In “Acrobat and Young Harlequin,” Picasso’s painfully thin, almost anorexic-looking performers are resting offstage. The young boy in the diamond-patterned harlequin suit with white ruffled collar numbly stares at his older companion. That figure is outfitted in a luminous rose-tinted top with blue trunks covering pink tights.
Arms folded, the bony man resembles figures in other Picasso portraits from that same explosive period, including the famous “The Frugal Meal.” An abstract background of pale blue tones surrounds the eerily lit seated figures.

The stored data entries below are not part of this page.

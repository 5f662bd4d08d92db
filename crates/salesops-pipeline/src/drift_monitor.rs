use crate::{lock_store, PipelineError, SharedStore};
use chrono::{DateTime, Utc};
use salesops_core::{
    classify_drift, DriftMetric, DriftReport, DriftStatus, DriftThresholds, FeatureStats,
    TrackedStat,
};
use tracing::{info, warn};

/// Compares feature statistics against fixed per-metric baselines and keeps
/// the full check history.
#[derive(Clone)]
pub struct DriftMonitor {
    store: SharedStore,
    thresholds: DriftThresholds,
}

impl DriftMonitor {
    pub fn new(store: SharedStore, thresholds: DriftThresholds) -> Self {
        Self { store, thresholds }
    }

    pub fn thresholds(&self) -> &DriftThresholds {
        &self.thresholds
    }

    /// Statistics of `y` over the current feature table.
    pub fn current_stats(&self) -> Result<FeatureStats, PipelineError> {
        let features = lock_store(&self.store).features()?;
        let values = features.iter().map(|row| row.y).collect::<Vec<_>>();
        Ok(FeatureStats::from_values(&values)?)
    }

    /// A metric with no history gets a BASELINE row. Otherwise the baseline
    /// carried by its latest row is the reference, so the baseline stays where
    /// it was first observed.
    pub fn check_drift(
        &self,
        stats: &FeatureStats,
        now: DateTime<Utc>,
    ) -> Result<DriftReport, PipelineError> {
        let store = lock_store(&self.store);
        let mut metrics = Vec::with_capacity(TrackedStat::ALL.len());

        for stat in TrackedStat::ALL {
            let current = stats.value(stat);
            let metric = match store.latest_drift_metric(stat.metric_name())? {
                None => baseline_metric(stat, current, now),
                Some(previous) => {
                    let (drift_score, status) =
                        classify_drift(&self.thresholds, previous.baseline_value, current);
                    DriftMetric {
                        metric_name: stat.metric_name().to_string(),
                        checked_at: now,
                        baseline_value: previous.baseline_value,
                        current_value: current,
                        drift_score,
                        status,
                    }
                }
            };
            metrics.push(metric);
        }

        store.append_drift_metrics(&metrics)?;
        drop(store);

        let report = DriftReport::from_metrics(now, metrics);
        match report.status {
            DriftStatus::Warning | DriftStatus::Critical => {
                warn!(event = "drift_detected", status = %report.status, summary = %report.summary)
            }
            _ => info!(event = "drift_checked", status = %report.status, summary = %report.summary),
        }
        Ok(report)
    }

    /// Starts a fresh baseline for every tracked statistic.
    pub fn reset_baseline(
        &self,
        stats: &FeatureStats,
        now: DateTime<Utc>,
    ) -> Result<DriftReport, PipelineError> {
        let metrics = TrackedStat::ALL
            .into_iter()
            .map(|stat| baseline_metric(stat, stats.value(stat), now))
            .collect::<Vec<_>>();
        lock_store(&self.store).append_drift_metrics(&metrics)?;
        info!(event = "drift_rebaselined", mean = stats.mean, count = stats.count);
        Ok(DriftReport::from_metrics(now, metrics))
    }
}

fn baseline_metric(stat: TrackedStat, value: f64, now: DateTime<Utc>) -> DriftMetric {
    DriftMetric {
        metric_name: stat.metric_name().to_string(),
        checked_at: now,
        baseline_value: value,
        current_value: value,
        drift_score: Some(0.0),
        status: DriftStatus::Baseline,
    }
}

The picture has a remarkable history: It was one of almost 16,000 works of art seized from more than 100 German museums and classified and exhibited as “degenerate art” by the Nazis in 1937. The Nazis removed it from its place in the museum of Wuppertal-Elberfeld in Germany, where it had hung since 1911. At the infamous “Entartete Kunst” auction held in Lucerne in 1939, when the Nazi government liquidated a huge cache of so-called decadent art, the picture brought the second highest price when it sold for 80,000 Swiss francs to a Belgian collector. It has been in private hands ever since.
Picasso frequented the Montmartre nightspot Cirque Medrano on Place Pigalle with his friends and newfound mistress Fernande Olivier in 1904-05. The mini-circus-nightclub was close to the artist’s top-floor studio at 13 Rue Ravignon, rechristened the “Bateau-Lavoir” (“Laundry Barge”) by poet Max Jacob. Picasso often painted at night in the studio, holding a candle in his left hand for illumination, according to accounts at the time.
“Acrobat and Young Harlequin” was first exhibited in Paris in February 1905, one of eight works on the circus theme. Writing in a letter dated Feb. 22 of that year, Picasso told his friend Jacinto Reventos, “I keep working and in a few days time I’ll be having a small exhibition — please God people like it and I sell everything in it … We’ll see what comes out of it.” Apparently, the picture did not immediately sell but was reviewed enthusiastically by the famous French writer and poet Guillaume Apollinaire.